> [INFORMATION GIVEN]
◇ ◇ ◇ ◇ ◇

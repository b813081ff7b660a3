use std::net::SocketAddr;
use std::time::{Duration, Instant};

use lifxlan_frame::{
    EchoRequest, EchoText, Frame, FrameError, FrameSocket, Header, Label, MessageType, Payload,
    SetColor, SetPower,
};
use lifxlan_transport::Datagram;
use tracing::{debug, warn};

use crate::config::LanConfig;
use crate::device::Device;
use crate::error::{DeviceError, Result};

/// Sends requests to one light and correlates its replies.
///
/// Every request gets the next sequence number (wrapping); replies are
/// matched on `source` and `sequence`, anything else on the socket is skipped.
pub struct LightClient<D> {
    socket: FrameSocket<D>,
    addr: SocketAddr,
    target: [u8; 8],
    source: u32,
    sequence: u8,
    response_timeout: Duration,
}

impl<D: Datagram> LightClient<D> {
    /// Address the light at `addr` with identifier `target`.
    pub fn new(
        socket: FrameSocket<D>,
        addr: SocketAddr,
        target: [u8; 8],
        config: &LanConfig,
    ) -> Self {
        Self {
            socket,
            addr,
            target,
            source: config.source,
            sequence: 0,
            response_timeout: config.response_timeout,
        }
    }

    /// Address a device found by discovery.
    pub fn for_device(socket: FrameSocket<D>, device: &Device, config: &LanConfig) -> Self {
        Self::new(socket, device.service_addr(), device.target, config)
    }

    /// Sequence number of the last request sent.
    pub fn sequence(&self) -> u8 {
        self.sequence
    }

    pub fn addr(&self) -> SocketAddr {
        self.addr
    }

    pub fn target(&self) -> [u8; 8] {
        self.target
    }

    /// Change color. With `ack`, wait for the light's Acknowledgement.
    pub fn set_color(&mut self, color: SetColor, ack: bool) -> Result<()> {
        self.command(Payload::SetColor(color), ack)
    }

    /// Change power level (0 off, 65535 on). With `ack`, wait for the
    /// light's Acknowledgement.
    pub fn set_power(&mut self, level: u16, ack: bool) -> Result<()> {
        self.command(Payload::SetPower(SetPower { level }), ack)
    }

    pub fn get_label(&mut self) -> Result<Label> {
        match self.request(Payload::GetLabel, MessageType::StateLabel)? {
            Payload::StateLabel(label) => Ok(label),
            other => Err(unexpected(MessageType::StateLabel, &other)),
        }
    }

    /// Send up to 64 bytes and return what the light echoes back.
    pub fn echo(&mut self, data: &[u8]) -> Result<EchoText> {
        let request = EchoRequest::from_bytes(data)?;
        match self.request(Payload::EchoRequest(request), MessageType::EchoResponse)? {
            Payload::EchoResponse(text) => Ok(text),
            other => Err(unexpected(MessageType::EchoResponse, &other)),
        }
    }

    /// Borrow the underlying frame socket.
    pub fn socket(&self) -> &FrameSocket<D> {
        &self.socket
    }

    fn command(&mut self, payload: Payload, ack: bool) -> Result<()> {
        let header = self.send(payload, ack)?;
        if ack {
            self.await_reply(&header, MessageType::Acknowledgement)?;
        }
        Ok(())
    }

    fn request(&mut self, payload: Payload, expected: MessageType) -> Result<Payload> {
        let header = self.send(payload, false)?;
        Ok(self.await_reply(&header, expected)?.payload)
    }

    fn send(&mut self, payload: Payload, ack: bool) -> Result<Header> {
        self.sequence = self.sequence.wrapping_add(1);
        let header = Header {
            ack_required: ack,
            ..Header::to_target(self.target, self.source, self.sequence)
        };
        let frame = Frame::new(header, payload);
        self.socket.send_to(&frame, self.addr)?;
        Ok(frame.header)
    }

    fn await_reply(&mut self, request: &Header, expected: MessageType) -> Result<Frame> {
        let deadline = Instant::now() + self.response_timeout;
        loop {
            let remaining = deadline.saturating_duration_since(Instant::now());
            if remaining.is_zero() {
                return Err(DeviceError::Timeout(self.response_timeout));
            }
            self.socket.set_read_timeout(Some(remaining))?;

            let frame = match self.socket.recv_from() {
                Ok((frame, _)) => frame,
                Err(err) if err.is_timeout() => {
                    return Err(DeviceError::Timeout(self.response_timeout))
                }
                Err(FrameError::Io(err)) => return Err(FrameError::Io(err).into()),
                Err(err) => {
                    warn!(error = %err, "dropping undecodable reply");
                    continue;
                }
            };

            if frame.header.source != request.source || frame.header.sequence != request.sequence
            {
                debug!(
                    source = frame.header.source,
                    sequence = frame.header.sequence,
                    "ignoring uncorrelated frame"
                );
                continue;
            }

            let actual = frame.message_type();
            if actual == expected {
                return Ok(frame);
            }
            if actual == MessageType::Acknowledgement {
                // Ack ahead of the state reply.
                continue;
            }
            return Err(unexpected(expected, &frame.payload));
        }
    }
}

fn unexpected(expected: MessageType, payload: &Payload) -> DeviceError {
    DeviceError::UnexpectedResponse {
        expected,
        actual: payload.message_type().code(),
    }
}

◇ ◇ ◇ ◇ ◇

> [TASK REQUIREMENTS]
Display each line of the data where "return" occurs.

> [ANSWER SPACE]
    /// Send up to 64 bytes and return what the light echoes back.
                return Err(DeviceError::Timeout(self.response_timeout));
                    return Err(DeviceError::Timeout(self.response_timeout))
                Err(FrameError::Io(err)) => return Err(FrameError::Io(err).into()),
                return Ok(frame);
            return Err(unexpected(expected, &frame.payload));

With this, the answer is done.